» Exercise details:
Take the records below and retype them line by line, from the first line through the one containing "Default: 2 (the first row is a header)."; stop there.

» Task material:
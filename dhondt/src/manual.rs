/*!

This is the long-form manual for `dhondt` and the `dhondt` command line program.

## The allocation

Every party receives the quotients `votes / 1`, `votes / 2`, ..., `votes / seats`.
All the quotients are ranked from the largest to the smallest and each of the first
`seats` quotients awards one seat to its party.

Quotients are compared exactly (as fractions), so `10 / 2` and `5 / 1` are equal.
Equal quotients are ordered by:
1. the tie-break key: the party identifier (`candidateId`), or a SHA-256 digest of
   the seed and the identifier (`random`),
2. the party identifier,
3. the divisor.

The results only list the parties with at least one seat (unless `listing` is set to
`allCandidates`), from the largest number of seats to the smallest, then by name.

## Input formats

The following formats are supported for vote files:
* `csv` Comma Separated Values
* `xlsx` Excel spreadsheets
* `json` the election description itself holds the candidates and their votes

### csv

One party per line:

```text
id,name,votes
a,Alpha,100
b,Beta,50
```

The header row is optional, see `firstVoteRowIndex` below.

### xlsx

Same layout as the CSV format, in the first worksheet (or the worksheet given with
`--excel-worksheet-name` / `excelWorksheetName`).

## Configuration

An election is described by a JSON file:

```text
{
  "outputSettings": { "contestName": "City council" },
  "seats": 4,
  "candidates": [ { "id": "a", "name": "Alpha", "votes": 100 } ],
  "voteFileSources": [ { "provider": "csv", "filePath": "votes.csv" } ],
  "rules": { "tiebreakMode": "candidateId", "duplicateCandidate": "reject" }
}
```

Options for `voteFileSources` (paths are relative to the configuration file):
 - `provider` (string): `csv` or `xlsx`
 - `filePath` (string)
 - `idColumnIndex`, `nameColumnIndex`, `votesColumnIndex` (number, numeric string or
   Excel letter, optional): 1-based column positions. Defaults: 1, 2, 3.
 - `firstVoteRowIndex` (number or string, optional): the first row holding a party.
   Default: 2 (the first row is a header).
 - `excelWorksheetName` (string, optional)

Options for `rules` (all optional):
 - `tiebreakMode`: `candidateId` (default) or `random`. `random` requires `randomSeed`.
 - `randomSeed`: a number, as a string.
 - `duplicateCandidate`: `reject` (default) or `aggregate` (votes of parties sharing
   an identifier are summed).
 - `listing`: `winnersOnly` (default) or `allCandidates`.

 */
// Primitives for reading CSV files.

use crate::calc::{io_common::parse_row, *};

pub fn read_csv_votes(path: &str, cfs: &FileSource) -> CalcResult<Vec<ParsedParty>> {
    // The index starts at 1 to respect most conventions in the excel world
    let first_row = cfs.first_vote_row_index()?;
    let rdr = csv::ReaderBuilder::new()
        .has_headers(false)
        .flexible(true)
        .from_path(path)
        .context(CsvOpenSnafu { path })?;

    let mut res: Vec<ParsedParty> = Vec::new();
    for (idx, line_r) in rdr.into_records().enumerate().skip(first_row) {
        let lineno = idx + 1;
        let line = line_r.context(CsvLineParseSnafu { lineno })?;
        let cells: Vec<String> = line.iter().map(|s| s.to_string()).collect();
        debug!("read_csv_votes: lineno: {:?} row: {:?}", lineno, &cells);
        if let Some(pp) = parse_row(&cells, cfs, lineno)? {
            res.push(pp);
        }
    }
    Ok(res)
}
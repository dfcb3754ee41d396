use calamine::{open_workbook, DataType, Reader, Xlsx};

use crate::calc::{io_common::parse_row, *};

pub fn read_excel_votes(path: &str, cfs: &FileSource) -> CalcResult<Vec<ParsedParty>> {
    let mut workbook: Xlsx<_> = open_workbook(path).context(OpeningExcelSnafu { path })?;
    let wrange = match &cfs.excel_worksheet_name {
        Some(name) => workbook
            .worksheet_range(name)
            .context(MissingWorksheetSnafu { name, path })?,
        None => workbook
            .worksheet_range_at(0)
            .context(EmptyExcelSnafu { path })?,
    }
    .context(OpeningExcelSnafu { path })?;

    let first_row = cfs.first_vote_row_index()?;
    debug!("read_excel_votes: first_row: {:?}", first_row);

    let mut res: Vec<ParsedParty> = Vec::new();
    for (idx, row) in wrange.rows().enumerate().skip(first_row) {
        let lineno = idx + 1;
        debug!("read_excel_votes: row {}: {:?}", lineno, row);
        let mut cells: Vec<String> = Vec::new();
        for cell in row.iter() {
            cells.push(read_cell_calamine(cell, lineno as u64)?);
        }
        if let Some(pp) = parse_row(&cells, cfs, lineno)? {
            res.push(pp);
        }
    }
    Ok(res)
}

// Vote counts are often stored as floats by spreadsheets.
fn read_cell_calamine(cell: &DataType, lineno: u64) -> CalcResult<String> {
    match cell {
        DataType::String(s) => Ok(s.trim().to_string()),
        DataType::Int(i) => Ok(i.to_string()),
        DataType::Float(f) if f.fract() == 0.0 && f.abs() < 9.0e15 => {
            Ok((*f as i64).to_string())
        }
        DataType::Float(f) => Ok(f.to_string()),
        DataType::Empty => Ok("".to_string()),
        _ => ExcelWrongCellTypeSnafu {
            lineno,
            content: format!("{:?}", cell),
        }
        .fail(),
    }
}

#[cfg(test)]
mod tests {
    use super::*;

    #[test]
    fn cells() {
        assert_eq!(
            read_cell_calamine(&DataType::String(" Alpha ".to_string()), 1).unwrap(),
            "Alpha"
        );
        assert_eq!(read_cell_calamine(&DataType::Int(42), 1).unwrap(), "42");
        assert_eq!(read_cell_calamine(&DataType::Float(1200.0), 1).unwrap(), "1200");
        assert_eq!(read_cell_calamine(&DataType::Float(12.5), 1).unwrap(), "12.5");
        assert_eq!(read_cell_calamine(&DataType::Empty, 1).unwrap(), "");
        assert!(matches!(
            read_cell_calamine(&DataType::Bool(true), 7),
            Err(CalcError::ExcelWrongCellType { lineno: 7, .. })
        ));
    }

    fn votes_xlsx() -> String {
        format!("{}/testdata/excel_votes/votes.xlsx", env!("CARGO_MANIFEST_DIR"))
    }

    #[test]
    fn named_worksheet() {
        let mut cfs = FileSource::new("xlsx", "votes.xlsx");
        cfs.excel_worksheet_name = Some("Votes".to_string());
        let parties = read_excel_votes(&votes_xlsx(), &cfs).unwrap();
        assert_eq!(parties.len(), 3);
        assert_eq!(parties[0].id, Some("g".to_string()));
        assert_eq!(parties[0].name, "Greens");
        assert_eq!(parties[0].votes, "1200");
        assert_eq!(parties[2].name, "Socialists");
        assert_eq!(parties[2].votes, "300");
    }

    #[test]
    fn first_worksheet_by_default() {
        // The first worksheet only holds a note in its header row.
        let parties =
            read_excel_votes(&votes_xlsx(), &FileSource::new("xlsx", "votes.xlsx")).unwrap();
        assert!(parties.is_empty());
    }

    #[test]
    fn missing_worksheet() {
        let mut cfs = FileSource::new("xlsx", "votes.xlsx");
        cfs.excel_worksheet_name = Some("Results".to_string());
        let res = read_excel_votes(&votes_xlsx(), &cfs);
        assert!(matches!(res, Err(CalcError::MissingWorksheet { .. })));
    }

    #[test]
    fn missing_file() {
        let res = read_excel_votes(
            "/nonexistent/votes.xlsx",
            &FileSource::new("xlsx", "votes.xlsx"),
        );
        assert!(matches!(res, Err(CalcError::OpeningExcel { .. })));
    }
}
//! Fixed-width hex color helpers.
//!
//! `pad_hex` is total over every string input: it pads or truncates, and it
//! never checks that the characters are hex digits. Use `is_hex_color` when a
//! caller needs that guarantee.

pub mod color;
pub mod pad;

pub use color::{is_hex_color, rgb_hex};
pub use pad::{HEX_COLOR_WIDTH, pad_hex};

» Response box:
filename dhondt/src/manual.rs
/*!

This is the long-form manual for `dhondt` and the `dhondt` command line program.

## The allocation

Every party receives the quotients `votes / 1`, `votes / 2`, ..., `votes / seats`.
All the quotients are ranked from the largest to the smallest and each of the first
`seats` quotients awards one seat to its party.

Quotients are compared exactly (as fractions), so `10 / 2` and `5 / 1` are equal.
Equal quotients are ordered by:
1. the tie-break key: the party identifier (`candidateId`), or a SHA-256 digest of
   the seed and the identifier (`random`),
2. the party identifier,
3. the divisor.

The results only list the parties with at least one seat (unless `listing` is set to
`allCandidates`), from the largest number of seats to the smallest, then by name.

## Input formats

The following formats are supported for vote files:
* `csv` Comma Separated Values
* `xlsx` Excel spreadsheets
* `json` the election description itself holds the candidates and their votes

### csv

One party per line:

```text
id,name,votes
a,Alpha,100
b,Beta,50
```

The header row is optional, see `firstVoteRowIndex` below.

### xlsx

Same layout as the CSV format, in the first worksheet (or the worksheet given with
`--excel-worksheet-name` / `excelWorksheetName`).

## Configuration

An election is described by a JSON file:

```text
{
  "outputSettings": { "contestName": "City council" },
  "seats": 4,
  "candidates": [ { "id": "a", "name": "Alpha", "votes": 100 } ],
  "voteFileSources": [ { "provider": "csv", "filePath": "votes.csv" } ],
  "rules": { "tiebreakMode": "candidateId", "duplicateCandidate": "reject" }
}
```

Options for `voteFileSources` (paths are relative to the configuration file):
 - `provider` (string): `csv` or `xlsx`
 - `filePath` (string)
 - `idColumnIndex`, `nameColumnIndex`, `votesColumnIndex` (number, numeric string or
   Excel letter, optional): 1-based column positions. Defaults: 1, 2, 3.
 - `firstVoteRowIndex` (number or string, optional): the first row holding a party.
   Default: 2 (the first row is a header).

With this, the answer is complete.